[WORK INSTRUCTION] Search the material and gather each line with "PathBuf" in it.

[MATERIALS PROVIDED]

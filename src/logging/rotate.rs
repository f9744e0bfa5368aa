use std::{
    fs::{self, File, OpenOptions},
    io::{self, BufWriter, Write},
    path::{Path, PathBuf},
    time::UNIX_EPOCH,
};

use anyhow::{anyhow, Result};
use chrono::{DateTime, Local, TimeDelta};
use rayon::prelude::*;

use crate::logging;

/// 預設單檔最大大小：10 MB
const DEFAULT_MAX_SIZE: u64 = 10 * 1024 * 1024;
/// 預設保留天數：7 天
const DEFAULT_MAX_AGE_DAYS: i64 = 7;

/// 依日期與大小輪轉的日誌檔
pub struct Rotate {
    /// 檔名模式，例如 "log/%Y-%m-%d-http.log"
    fn_pattern: String,
    /// 當前完整檔名（含 generation）
    cur_fn: String,
    /// 當前基礎檔名（不含 generation，由日期決定）
    cur_base_fn: String,
    out_fh: Option<BufWriter<File>>,
    /// 當前世代編號，只增不減
    generation: u32,
    max_size: u64,
    /// 當前檔案已寫入大小
    current_size: u64,
    max_age: TimeDelta,
}

impl Rotate {
    pub fn new(fn_pattern: String) -> Self {
        Self::with_options(fn_pattern, DEFAULT_MAX_SIZE, DEFAULT_MAX_AGE_DAYS)
    }

    pub fn with_options(fn_pattern: String, max_size: u64, max_age_days: i64) -> Self {
        Rotate {
            fn_pattern,
            cur_fn: String::new(),
            cur_base_fn: String::new(),
            out_fh: None,
            generation: 0,
            max_size,
            current_size: 0,
            max_age: TimeDelta::try_days(max_age_days).unwrap_or(TimeDelta::days(7)),
        }
    }

    /// 寫入日誌訊息，日期變更或大小超限時自動換檔
    pub fn write_msg(&mut self, now: DateTime<Local>, msg: &[u8]) -> Result<()> {
        let base_fn = now.format(&self.fn_pattern).to_string();

        // 日期變更：重設 generation
        if base_fn != self.cur_base_fn {
            self.generation = 0;
            self.cur_base_fn = base_fn;
            self.open_new_file()?;
            self.cleanup_old_files(now);
        }

        if self.current_size > 0 && self.current_size + msg.len() as u64 > self.max_size {
            self.flush();
            self.generation += 1;
            self.open_new_file()?;
        }

        let writer = self
            .out_fh
            .as_mut()
            .ok_or_else(|| anyhow!("The log file {} is not opened", self.cur_fn))?;
        writer.write_all(msg)?;
        self.current_size += msg.len() as u64;

        Ok(())
    }

    pub fn flush(&mut self) {
        if let Some(writer) = self.out_fh.as_mut() {
            if let Err(why) = writer.flush() {
                logging::error_console(format!("Failed to flush log file. because:{:#?}", why));
            }
        }
    }

    pub fn current_file(&self) -> &str {
        &self.cur_fn
    }

    /// generation = 0: "log/2025-02-03-app.log"
    /// generation = 2: "log/2025-02-03-app.2.log"
    fn generate_full_fn(base_fn: &str, generation: u32) -> String {
        if generation == 0 {
            return base_fn.to_string();
        }

        let path = Path::new(base_fn);
        let parent = path.parent().unwrap_or(Path::new(""));
        let stem = path.file_stem().and_then(|s| s.to_str()).unwrap_or("log");
        let ext = path.extension().and_then(|s| s.to_str()).unwrap_or("log");

        parent
            .join(format!("{}.{}.{}", stem, generation, ext))
            .to_string_lossy()
            .to_string()
    }

    fn open_new_file(&mut self) -> Result<()> {
        self.flush();

        let filename = Self::generate_full_fn(&self.cur_base_fn, self.generation);
        if let Some(parent) = Path::new(&filename).parent() {
            if !parent.as_os_str().is_empty() && !parent.exists() {
                fs::create_dir_all(parent)?;
            }
        }

        let file = OpenOptions::new()
            .create(true)
            .append(true)
            .open(&filename)?;

        self.current_size = file.metadata().map(|m| m.len()).unwrap_or(0);
        self.out_fh = Some(BufWriter::with_capacity(4096, file));
        self.cur_fn = filename;

        Ok(())
    }

    /// 清理超過 max_age 且屬於此 logger 的檔案
    fn cleanup_old_files(&self, now: DateTime<Local>) {
        let files = match Self::files_in_directory(&self.cur_fn) {
            Ok(files) => files,
            Err(why) => {
                logging::error_console(format!(
                    "Failed to list_files_in_directory because {:?}",
                    why
                ));
                return;
            }
        };

        let cut_off = (now - self.max_age).timestamp().max(0) as u64;
        let to_unlink: Vec<PathBuf> = files
            .into_iter()
            .filter(|file| file.as_path() != Path::new(&self.cur_fn))
            .filter(|file| {
                file.file_name()
                    .and_then(|name| name.to_str())
                    .is_some_and(|name| self.owns(name))
            })
            .filter(|file| {
                fs::metadata(file)
                    .and_then(|metadata| metadata.modified())
                    .ok()
                    .and_then(|system_time| system_time.duration_since(UNIX_EPOCH).ok())
                    .is_some_and(|duration| duration.as_secs() <= cut_off)
            })
            .collect();

        to_unlink
            .par_iter()
            .with_min_len(num_cpus::get())
            .for_each(|unlink| {
                if let Err(why) = fs::remove_file(unlink) {
                    logging::error_console(format!(
                        "couldn't remove the file({}). because {:?}",
                        unlink.display(),
                        why
                    ));
                }
            });
    }

    /// 檔名模式最後一個日期格式之後的部分，例如 "-http.log"
    fn owned_tail(&self) -> &str {
        let file_name = Path::new(&self.fn_pattern)
            .file_name()
            .and_then(|name| name.to_str())
            .unwrap_or(&self.fn_pattern);

        match file_name.rfind('%') {
            Some(i) => file_name.get(i + 2..).unwrap_or_default(),
            None => file_name,
        }
    }

    /// 只認得 "<date>-http.log" 與 "<date>-http.<N>.log"
    fn owns(&self, name: &str) -> bool {
        let tail = self.owned_tail();
        if tail.is_empty() {
            return false;
        }

        if name.len() > tail.len() && name.ends_with(tail) {
            return true;
        }

        let (stem, ext) = match tail.rsplit_once('.') {
            Some(parts) => parts,
            None => return false,
        };

        name.strip_suffix(ext)
            .and_then(|rest| rest.strip_suffix('.'))
            .and_then(|rest| rest.rsplit_once('.'))
            .is_some_and(|(prefix, generation)| {
                !generation.is_empty()
                    && generation.chars().all(|c| c.is_ascii_digit())
                    && prefix.len() > stem.len()
                    && prefix.ends_with(stem)
            })
    }

    fn files_in_directory<P: AsRef<Path>>(file_path: P) -> Result<Vec<PathBuf>, io::Error> {
        let parent_dir = file_path
            .as_ref()
            .parent()
            .ok_or_else(|| io::Error::new(io::ErrorKind::NotFound, "Parent directory not found"))?;

        let mut files = Vec::new();
        for entry in fs::read_dir(parent_dir)? {
            files.push(entry?.path());
        }

        Ok(files)
    }
}

impl Drop for Rotate {
    fn drop(&mut self) {
        self.flush();
    }
}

[EXERCISE SOLUTION]
    path::{Path, PathBuf},
        let to_unlink: Vec<PathBuf> = files
    fn files_in_directory<P: AsRef<Path>>(file_path: P) -> Result<Vec<PathBuf>, io::Error> {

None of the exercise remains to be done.